* **Available data**:

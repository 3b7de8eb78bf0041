use std::sync::{Arc, Mutex};
use std::time::Duration;

use anyhow::{anyhow, Context, Result};
use headless_chrome::types::PrintToPdfOptions;
use headless_chrome::{Browser, LaunchOptions};
use tracing::{info, warn};

/// How long to leave the tab alone after navigation so the embedded chart
/// scripts finish drawing before print.
const RENDER_SETTLE: Duration = Duration::from_secs(3);

/// Renders HTML to PDF through a pooled headless browser. The browser is
/// launched lazily on first use and reused across renders; a dead instance
/// is replaced transparently on the next call.
#[derive(Clone)]
pub struct PdfRenderer {
    browser: Arc<Mutex<Option<Browser>>>,
}

impl Default for PdfRenderer {
    fn default() -> Self {
        Self::new()
    }
}

impl PdfRenderer {
    pub fn new() -> Self {
        Self { browser: Arc::new(Mutex::new(None)) }
    }

    /// Renders on the blocking pool; the devtools protocol client is
    /// synchronous.
    pub async fn render(&self, html: String) -> Result<Vec<u8>> {
        let slot = Arc::clone(&self.browser);
        tokio::task::spawn_blocking(move || render_with_pool(&slot, &html))
            .await
            .context("PDF render task panicked")?
    }
}

fn render_with_pool(slot: &Mutex<Option<Browser>>, html: &str) -> Result<Vec<u8>> {
    let mut guard = slot
        .lock()
        .map_err(|_| anyhow!("PDF renderer lock poisoned"))?;

    if let Some(browser) = guard.as_ref() {
        match print_to_pdf(browser, html) {
            Ok(pdf) => return Ok(pdf),
            Err(e) => {
                warn!("Pooled browser failed, relaunching: {:#}", e);
            }
        }
    }

    let browser = launch_browser()?;
    let pdf = print_to_pdf(&browser, html);
    *guard = Some(browser);
    pdf
}

fn launch_browser() -> Result<Browser> {
    info!("Launching headless browser for PDF rendering");
    let options = LaunchOptions::default_builder()
        .headless(true)
        .sandbox(false)
        .build()
        .map_err(|e| anyhow!("Failed to build browser launch options: {}", e))?;
    Browser::new(options).context("Failed to launch headless browser")
}

fn print_to_pdf(browser: &Browser, html: &str) -> Result<Vec<u8>> {
    let tab = browser.new_tab()?;
    let url = format!("data:text/html;charset=utf-8,{}", urlencoding::encode(html));
    tab.navigate_to(&url)?;
    tab.wait_until_navigated()?;
    std::thread::sleep(RENDER_SETTLE);

    let pdf = tab.print_to_pdf(Some(a4_options()))?;
    let _ = tab.close(true);
    Ok(pdf)
}

/// A4 portrait with 20mm vertical and 15mm horizontal margins, in inches.
fn a4_options() -> PrintToPdfOptions {
    PrintToPdfOptions {
        print_background: Some(true),
        paper_width: Some(8.27),
        paper_height: Some(11.69),
        margin_top: Some(0.79),
        margin_bottom: Some(0.79),
        margin_left: Some(0.59),
        margin_right: Some(0.59),
        ..Default::default()
    }
}
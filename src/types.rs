use chrono::{DateTime, Utc};
use serde::Serialize;

/// Runtime configuration, resolved once at startup from environment variables.
#[derive(Debug, Clone)]
pub struct Config {
    pub port: u16,
    pub prometheus_url: String,
    pub loki_url: String,
    /// Namespace regex selecting application workloads for the application
    /// error tier and for Loki log queries.
    pub app_namespace_regex: String,
    pub cpu_warning_percent: f64,
    pub cpu_critical_percent: f64,
    pub memory_warning_percent: f64,
    pub memory_critical_percent: f64,
    pub error_rate_warning_percent: f64,
    pub error_rate_critical_percent: f64,
    pub latency_warning_ms: f64,
    pub latency_critical_ms: f64,
    pub error_tiers: ErrorTiers,
    pub healthcheck_namespace: String,
    pub healthcheck_selector: String,
    pub healthcheck_container: Option<String>,
    pub agent_url: Option<String>,
    pub agent_id: Option<String>,
    pub slack_api_url: String,
    pub slack_bot_token: Option<String>,
    pub slack_channel: Option<String>,
    pub slack_webhook_url: Option<String>,
    /// Seconds between threshold alert sweeps.
    pub alert_interval_secs: u64,
    pub email_api_url: Option<String>,
    pub email_from: String,
    pub team_emails: Vec<String>,
}

impl Config {
    pub fn cpu_thresholds(&self) -> ThresholdPair {
        ThresholdPair { warning: self.cpu_warning_percent, critical: self.cpu_critical_percent }
    }

    pub fn memory_thresholds(&self) -> ThresholdPair {
        ThresholdPair { warning: self.memory_warning_percent, critical: self.memory_critical_percent }
    }
}

/// Which 5xx error tiers apply to the monitored cluster. A disabled tier
/// reports a zero count without ever being queried.
#[derive(Debug, Clone)]
pub struct ErrorTiers {
    pub haproxy: bool,
    pub gateway: bool,
    pub application: bool,
    pub downstream: bool,
}

impl Default for ErrorTiers {
    fn default() -> Self {
        Self { haproxy: true, gateway: true, application: true, downstream: true }
    }
}

/// One per-tier slice of the 5xx breakdown. `percentage` is pre-formatted
/// with one decimal place, or `"0"` when the overall total is zero.
#[derive(Debug, Clone, Serialize)]
pub struct TierStat {
    pub count: f64,
    pub percentage: String,
}

impl Default for TierStat {
    fn default() -> Self {
        Self { count: 0.0, percentage: "0".to_string() }
    }
}

#[derive(Debug, Clone, Default, Serialize)]
pub struct ErrorBreakdown {
    pub haproxy: TierStat,
    pub gateway: TierStat,
    pub application: TierStat,
    pub downstream: TierStat,
    pub total: f64,
}

/// A deduplicated error message aggregated from Loki streams.
#[derive(Debug, Clone, Serialize)]
#[serde(rename_all = "camelCase")]
pub struct TopErrorMessage {
    pub message: String,
    pub count: u64,
    pub namespace: String,
    pub service: String,
    pub last_occurred: DateTime<Utc>,
}

/// A single parsed log line from Loki.
#[derive(Debug, Clone, Serialize)]
#[serde(rename_all = "camelCase")]
pub struct LogEntry {
    pub timestamp: DateTime<Utc>,
    pub message: String,
    #[serde(skip_serializing_if = "Option::is_none")]
    pub level: Option<String>,
    pub namespace: String,
    pub service: String,
}

/// Identity of one usage time series. Per-container series carry all three
/// labels; per-pod series leave `container` unset.
#[derive(Debug, Clone, PartialEq, Eq, Hash)]
pub struct SeriesKey {
    pub namespace: String,
    pub pod: String,
    pub container: Option<String>,
}

impl SeriesKey {
    /// Display name for the series: the container when present, else the pod.
    pub fn display_name(&self) -> &str {
        self.container.as_deref().unwrap_or(&self.pod)
    }
}

/// A usage time series joined with its resource limit, when one exists.
/// Samples are `(unix_seconds, value)` pairs in base units (cores or bytes).
#[derive(Debug, Clone)]
pub struct ResourceSeries {
    pub key: SeriesKey,
    pub samples: Vec<(i64, f64)>,
    pub limit: Option<f64>,
}

impl ResourceSeries {
    pub fn current(&self) -> f64 {
        self.samples.last().map(|&(_, v)| v).unwrap_or(0.0)
    }

    pub fn peak(&self) -> f64 {
        self.samples.iter().map(|&(_, v)| v).fold(0.0, f64::max)
    }

    /// Current usage as a percentage of the limit. A series without a limit
    /// reports 0 so it can never trip a threshold.
    pub fn current_percent(&self) -> f64 {
        match self.limit {
            Some(limit) if limit > 0.0 => self.current() / limit * 100.0,
            _ => 0.0,
        }
    }

    pub fn percent_samples(&self) -> Vec<(i64, f64)> {
        match self.limit {
            Some(limit) if limit > 0.0 => {
                self.samples.iter().map(|&(ts, v)| (ts, v / limit * 100.0)).collect()
            }
            _ => self.samples.iter().map(|&(ts, _)| (ts, 0.0)).collect(),
        }
    }
}

/// Chart-ready view of one series.
#[derive(Debug, Clone, Serialize)]
#[serde(rename_all = "camelCase")]
pub struct SeriesView {
    pub name: String,
    pub namespace: String,
    #[serde(skip_serializing_if = "Option::is_none")]
    pub pod: Option<String>,
    /// `[timestamp, value]` pairs; cores for CPU, percent-of-limit for memory.
    pub data: Vec<(i64, f64)>,
    #[serde(skip_serializing_if = "Option::is_none")]
    pub usage_bytes_data: Option<Vec<(i64, f64)>>,
    #[serde(skip_serializing_if = "Option::is_none")]
    pub limit_bytes: Option<f64>,
}

/// One consumer in a Top-N ranking, in raw base units. `node` is set when
/// the ranking was computed over a node-filtered window.
#[derive(Debug, Clone, Serialize)]
#[serde(rename_all = "camelCase")]
pub struct TopConsumer {
    pub name: String,
    pub namespace: String,
    #[serde(skip_serializing_if = "Option::is_none")]
    pub pod: Option<String>,
    #[serde(skip_serializing_if = "Option::is_none")]
    pub node: Option<String>,
    pub current_usage: f64,
    pub peak_usage: f64,
    pub trend: String,
}

/// A consumer whose percent-of-limit usage exceeded the warning threshold.
#[derive(Debug, Clone, Serialize)]
#[serde(rename_all = "camelCase")]
pub struct ThresholdBreach {
    #[serde(flatten)]
    pub consumer: TopConsumer,
    pub usage_percent: f64,
    pub threshold: f64,
}

#[derive(Debug, Clone, Default, Serialize)]
#[serde(rename_all = "camelCase")]
pub struct TopAndBreaches {
    pub top5: Vec<TopConsumer>,
    pub over_threshold: Vec<ThresholdBreach>,
}

#[derive(Debug, Clone, Copy, Serialize)]
pub struct ThresholdPair {
    pub warning: f64,
    pub critical: f64,
}

#[derive(Debug, Clone, Serialize)]
pub struct TimelinePoint {
    pub timestamp: i64,
    pub value: f64,
}

/// Cluster-level utilization of one resource, in percent.
#[derive(Debug, Clone, Serialize)]
pub struct UsageSummary {
    pub current: f64,
    pub average: f64,
    pub peak: f64,
    pub threshold: ThresholdPair,
    pub timeline: Vec<TimelinePoint>,
}

impl UsageSummary {
    pub fn empty(threshold: ThresholdPair) -> Self {
        Self { current: 0.0, average: 0.0, peak: 0.0, threshold, timeline: Vec::new() }
    }
}

#[derive(Debug, Clone, Serialize)]
pub struct ResourceUsage {
    pub cpu: UsageSummary,
    pub memory: UsageSummary,
}

impl ResourceUsage {
    pub fn empty(cpu: ThresholdPair, memory: ThresholdPair) -> Self {
        Self { cpu: UsageSummary::empty(cpu), memory: UsageSummary::empty(memory) }
    }
}

#[derive(Debug, Clone, Default, Serialize)]
pub struct NodeCounts {
    pub total: usize,
    pub ready: usize,
}

#[derive(Debug, Clone, Default, Serialize)]
pub struct PodCounts {
    pub total: usize,
    pub running: usize,
    pub pending: usize,
    pub failed: usize,
}

#[derive(Debug, Clone, Default, Serialize)]
pub struct ClusterOverview {
    pub nodes: NodeCounts,
    pub pods: PodCounts,
}

#[derive(Debug, Clone, Serialize)]
#[serde(rename_all = "camelCase")]
pub struct NodeInfo {
    pub name: String,
    #[serde(skip_serializing_if = "Option::is_none")]
    pub ip: Option<String>,
    pub role: String,
    pub status: String,
    #[serde(skip_serializing_if = "Option::is_none")]
    pub os: Option<String>,
    #[serde(skip_serializing_if = "Option::is_none")]
    pub kernel: Option<String>,
    #[serde(skip_serializing_if = "Option::is_none")]
    pub container_runtime: Option<String>,
    #[serde(skip_serializing_if = "Option::is_none")]
    pub kubelet_version: Option<String>,
    #[serde(skip_serializing_if = "Option::is_none")]
    pub cpu_capacity_cores: Option<f64>,
    #[serde(skip_serializing_if = "Option::is_none")]
    pub memory_capacity_bytes: Option<f64>,
}

/// One failure line extracted from a healthcheck probe pod's logs.
#[derive(Debug, Clone, PartialEq, Serialize)]
pub struct ProbeLogError {
    pub timestamp: String,
    pub message: String,
}

#[derive(Debug, Clone, Serialize)]
pub struct PodHealthErrors {
    pub pod: String,
    pub node: String,
    pub errors: Vec<ProbeLogError>,
}

#[derive(Debug, Clone, Default, Serialize)]
#[serde(rename_all = "camelCase")]
pub struct HealthcheckResult {
    pub has_errors: bool,
    pub errors: Vec<PodHealthErrors>,
    pub checked_pods: usize,
}

/// Everything a report needs, collected in one fan-out pass. Sections that
/// failed to collect hold their neutral defaults.
#[derive(Debug, Clone, Serialize)]
#[serde(rename_all = "camelCase")]
pub struct ReportSnapshot {
    pub node: String,
    pub period_start: DateTime<Utc>,
    pub period_end: DateTime<Utc>,
    pub generated_at: DateTime<Utc>,
    pub cluster_overview: ClusterOverview,
    pub nodes: Vec<NodeInfo>,
    pub resource_usage: ResourceUsage,
    pub container_cpu: TopAndBreaches,
    pub container_memory: TopAndBreaches,
    pub pod_cpu: TopAndBreaches,
    pub pod_memory: TopAndBreaches,
    pub error_breakdown: ErrorBreakdown,
    pub top_errors: Vec<TopErrorMessage>,
    pub healthcheck: HealthcheckResult,
}
/// Series whose current percent-of-limit usage exceeds the warning
/// threshold. Series without a limit never qualify.
pub fn threshold_breaches(series: &[ResourceSeries], warning: f64) -> Vec<ThresholdBreach> {
    let mut breaches: Vec<ThresholdBreach> = series
        .iter()
        .filter(|s| s.limit.is_some() && s.current_percent() > warning)
        .map(|s| ThresholdBreach {
            consumer: consumer(s),
            usage_percent: s.current_percent(),
            threshold: warning,
        })
        .collect();
    breaches.sort_by(|a, b| {
        b.usage_percent.partial_cmp(&a.usage_percent).unwrap_or(std::cmp::Ordering::Equal)
    });
    breaches
}

pub fn top_and_breaches(
    series: &[ResourceSeries],
    warning: f64,
    node: Option<&str>,
) -> TopAndBreaches {
    let mut result = TopAndBreaches {
        top5: top_n(series, 5),
        over_threshold: threshold_breaches(series, warning),
    };
    if let Some(node) = node {
        for entry in &mut result.top5 {
            entry.node = Some(node.to_string());
        }
        for breach in &mut result.over_threshold {
            breach.consumer.node = Some(node.to_string());
        }
    }
    result
}

/// Chart view of CPU series: raw cores.
pub fn cpu_series_views(series: &[ResourceSeries]) -> Vec<SeriesView> {
    series
        .iter()
        .map(|s| SeriesView {
            name: s.key.display_name().to_string(),
            namespace: s.key.namespace.clone(),
            pod: s.key.container.as_ref().map(|_| s.key.pod.clone()),
            data: s.samples.clone(),
            usage_bytes_data: None,
            limit_bytes: None,
        })
        .collect()
}

/// Chart view of memory series: percent-of-limit as the primary axis,
/// raw bytes alongside for tooltips.
pub fn memory_series_views(series: &[ResourceSeries]) -> Vec<SeriesView> {
    series
        .iter()
        .map(|s| SeriesView {
            name: s.key.display_name().to_string(),
            namespace: s.key.namespace.clone(),
            pod: s.key.container.as_ref().map(|_| s.key.pod.clone()),
            data: s.percent_samples(),
            usage_bytes_data: Some(s.samples.clone()),
            limit_bytes: s.limit,
        })
        .collect()
}

/// Averages all returned series into one timeline. The node-level queries
/// normally return a single series; multiple series are averaged pointwise.
fn merge_samples(results: Vec<PromResult>) -> Vec<(i64, f64)> {
    use std::collections::BTreeMap;

    let mut sums: BTreeMap<i64, (f64, u32)> = BTreeMap::new();
    for result in &results {
        for (ts, value) in result.samples() {
            let entry = sums.entry(ts).or_insert((0.0, 0));
            entry.0 += value;
            entry.1 += 1;
        }
    }
    sums.into_iter()
        .map(|(ts, (sum, count))| (ts, sum / count as f64))
        .collect()
}

/// Current, average and peak over the window, with the timeline truncated
/// to the trailing points.
pub fn summarize(samples: &[(i64, f64)], threshold: ThresholdPair) -> UsageSummary {
    if samples.is_empty() {
        return UsageSummary::empty(threshold);
    }

    let sum: f64 = samples.iter().map(|&(_, v)| v).sum();
    let peak = samples.iter().map(|&(_, v)| v).fold(0.0, f64::max);
    let current = samples.last().map(|&(_, v)| v).unwrap_or(0.0);

    let tail_start = samples.len().saturating_sub(TIMELINE_POINTS);
    let timeline = samples[tail_start..]
        .iter()
        .map(|&(ts, v)| TimelinePoint { timestamp: ts, value: v })
        .collect();

    UsageSummary {
        current,
        average: sum / samples.len() as f64,
        peak,
        threshold,
        timeline,
    }
}

#[cfg(test)]
mod tests {
    use super::*;
    use std::collections::HashMap;

    fn prom_result(
        labels: &[(&str, &str)],
        value: Option<f64>,
        values: &[(f64, f64)],
    ) -> PromResult {
        PromResult {
            metric: labels.iter().map(|(k, v)| (k.to_string(), v.to_string())).collect(),
            value: value.map(|v| (0.0, v.to_string())),
            values: if values.is_empty() {
                None
            } else {
                Some(values.iter().map(|&(t, v)| (t, v.to_string())).collect())
            },
        }
    }

    fn series(name: &str, samples: &[(i64, f64)], limit: Option<f64>) -> ResourceSeries {
        ResourceSeries {
            key: SeriesKey {
                namespace: "shop".to_string(),
                pod: format!("{}-pod", name),
                container: Some(name.to_string()),
            },
            samples: samples.to_vec(),
            limit,
        }
    }

    #[test]
    fn test_join_attaches_limits_by_labels() {
        let usage = vec![prom_result(
            &[("namespace", "shop"), ("pod", "api-0"), ("container", "api")],
            None,
            &[(100.0, 0.2)],
        )];
        let limits = vec![prom_result(
            &[("namespace", "shop"), ("pod", "api-0"), ("container", "api")],
            Some(0.5),
            &[],
        )];

        let joined = join_usage_with_limits(usage, &limits, true);
        assert_eq!(joined.len(), 1);
        assert_eq!(joined[0].limit, Some(0.5));
        assert!((joined[0].current_percent() - 40.0).abs() < 1e-9);
    }

    #[test]
    fn test_join_ignores_nonpositive_limits() {
        let usage = vec![prom_result(
            &[("namespace", "shop"), ("pod", "api-0"), ("container", "api")],
            None,
            &[(100.0, 0.2)],
        )];
        let limits = vec![prom_result(
            &[("namespace", "shop"), ("pod", "api-0"), ("container", "api")],
            Some(0.0),
            &[],
        )];

        let joined = join_usage_with_limits(usage, &limits, true);
        assert_eq!(joined[0].limit, None);
        assert_eq!(joined[0].current_percent(), 0.0);
    }

    #[test]
    fn test_container_scenario_with_rising_usage() {
        // container at 0.2 cores now, 0.3 at peak, limit 0.5 cores
        let usage = vec![prom_result(
            &[("namespace", "shop"), ("pod", "api-0"), ("container", "api")],
            None,
            &[(100.0, 0.1), (160.0, 0.3), (220.0, 0.2)],
        )];
        let limits = vec![prom_result(
            &[("namespace", "shop"), ("pod", "api-0"), ("container", "api")],
            Some(0.5),
            &[],
        )];

        let joined = join_usage_with_limits(usage, &limits, true);
        let top = top_n(&joined, 5);
        assert_eq!(top[0].current_usage, 0.2);
        assert_eq!(top[0].peak_usage, 0.3);
        assert_eq!(top[0].name, "api");
        assert_eq!(top[0].pod, Some("api-0".to_string()));
    }

    #[test]
    fn test_top_n_returns_all_when_fewer_than_n() {
        let all = vec![
            series("a", &[(1, 0.5)], None),
            series("b", &[(1, 0.2)], None),
            series("c", &[(1, 0.9)], None),
        ];

        let top = top_n(&all, 5);
        assert_eq!(top.len(), 3);
        assert_eq!(top[0].name, "c");
        assert_eq!(top[1].name, "a");
        assert_eq!(top[2].name, "b");
    }

    #[test]
    fn test_top_n_is_idempotent_on_sorted_input() {
        let all = vec![
            series("a", &[(1, 0.5)], None),
            series("b", &[(1, 0.5)], None),
            series("c", &[(1, 0.5)], None),
        ];

        let first = top_n(&all, 5);
        let second = top_n(&all, 5);
        let names: Vec<&str> = first.iter().map(|c| c.name.as_str()).collect();
        let names_again: Vec<&str> = second.iter().map(|c| c.name.as_str()).collect();
        assert_eq!(names, names_again);
        assert_eq!(names, vec!["a", "b", "c"]);
    }

    #[test]
    fn test_threshold_breaches_need_a_limit() {
        let all = vec![
            // 80% of limit: breaches a 70% warning
            series("hot", &[(1, 0.4)], Some(0.5)),
            // no limit: huge raw usage must still never breach
            series("unlimited", &[(1, 40.0)], None),
            // 20% of limit: under threshold
            series("cool", &[(1, 0.1)], Some(0.5)),
        ];

        let breaches = threshold_breaches(&all, 70.0);
        assert_eq!(breaches.len(), 1);
        assert_eq!(breaches[0].consumer.name, "hot");
        assert!((breaches[0].usage_percent - 80.0).abs() < 1e-9);
        assert_eq!(breaches[0].threshold, 70.0);
    }

    #[test]
    fn test_summarize_truncates_timeline() {
        let samples: Vec<(i64, f64)> = (0..50).map(|i| (i, i as f64)).collect();
        let summary = summarize(&samples, ThresholdPair { warning: 70.0, critical: 85.0 });

        assert_eq!(summary.timeline.len(), 20);
        assert_eq!(summary.timeline[0].timestamp, 30);
        assert_eq!(summary.current, 49.0);
        assert_eq!(summary.peak, 49.0);
        assert!((summary.average - 24.5).abs() < 1e-9);
    }

    #[test]
    fn test_summarize_empty_samples() {
        let summary = summarize(&[], ThresholdPair { warning: 75.0, critical: 90.0 });
        assert_eq!(summary.current, 0.0);
        assert_eq!(summary.average, 0.0);
        assert_eq!(summary.peak, 0.0);
        assert!(summary.timeline.is_empty());
    }

    #[test]
    fn test_merge_samples_averages_pointwise() {
        let results = vec![
            prom_result(&[("instance", "a")], None, &[(10.0, 40.0), (20.0, 60.0)]),
            prom_result(&[("instance", "b")], None, &[(10.0, 20.0), (20.0, 80.0)]),
        ];
        assert_eq!(merge_samples(results), vec![(10, 30.0), (20, 70.0)]);
    }

    #[test]
    fn test_pod_level_query_rewrite() {
        let q = container_cpu_query(None);
        let pod_q = pod_level(&q);
        assert!(pod_q.ends_with("by (namespace,pod)"));
        assert!(!pod_q.contains("container)"));
    }

    #[test]
    fn test_node_filter_applied_to_queries() {
        let q = container_cpu_query(Some("worker-1"));
        assert!(q.contains("kubernetes_io_hostname=\"worker-1\""));

        let cpu = node_cpu_percent_query(Some("worker-1"));
        assert!(cpu.contains("instance=~\"worker-1.*\""));

        let unfiltered = node_memory_percent_query(None);
        assert!(unfiltered.contains("node_memory_MemAvailable_bytes /"));
    }

    #[test]
    fn test_top_consumer_wire_shape() {
        let ranked = top_and_breaches(&[series("api", &[(1, 0.4)], Some(0.5))], 70.0, Some("worker-1"));

        let json = serde_json::to_value(&ranked.top5[0]).unwrap();
        assert_eq!(json["trend"], "stable");
        assert_eq!(json["node"], "worker-1");
        assert_eq!(json["currentUsage"], 0.4);

        // without a node filter the field is omitted entirely
        let unfiltered = top_and_breaches(&[series("api", &[(1, 0.4)], None)], 70.0, None);
        let json = serde_json::to_value(&unfiltered.top5[0]).unwrap();
        assert!(json.get("node").is_none());
    }

    #[test]
    fn test_series_key_display_name() {
        let with_container = SeriesKey {
            namespace: "shop".to_string(),
            pod: "api-0".to_string(),
            container: Some("api".to_string()),
        };
        assert_eq!(with_container.display_name(), "api");

        let pod_only = SeriesKey {
            namespace: "shop".to_string(),
            pod: "api-0".to_string(),
            container: None,
        };
        assert_eq!(pod_only.display_name(), "api-0");
    }

    #[test]
    fn test_series_key_unknown_labels() {
        let result = PromResult { metric: HashMap::new(), value: None, values: None };
        let key = series_key(&result, true);
        assert_eq!(key.namespace, "unknown");
        assert_eq!(key.pod, "unknown");
        assert_eq!(key.container, None);
    }
}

* **Task requirements**: Would you print, exactly as written, every line above from the one holding "if let Some(browser)" through the one holding "to build browser", with both included and no other lines?

* **Written solution**:
    if let Some(browser) = guard.as_ref() {
        match print_to_pdf(browser, html) {
            Ok(pdf) => return Ok(pdf),
            Err(e) => {
                warn!("Pooled browser failed, relaunching: {:#}", e);
            }
        }
    }

    let browser = launch_browser()?;
    let pdf = print_to_pdf(&browser, html);
    *guard = Some(browser);
    pdf
}

fn launch_browser() -> Result<Browser> {
    info!("Launching headless browser for PDF rendering");
    let options = LaunchOptions::default_builder()
        .headless(true)
        .sandbox(false)
        .build()
        .map_err(|e| anyhow!("Failed to build browser launch options: {}", e))?;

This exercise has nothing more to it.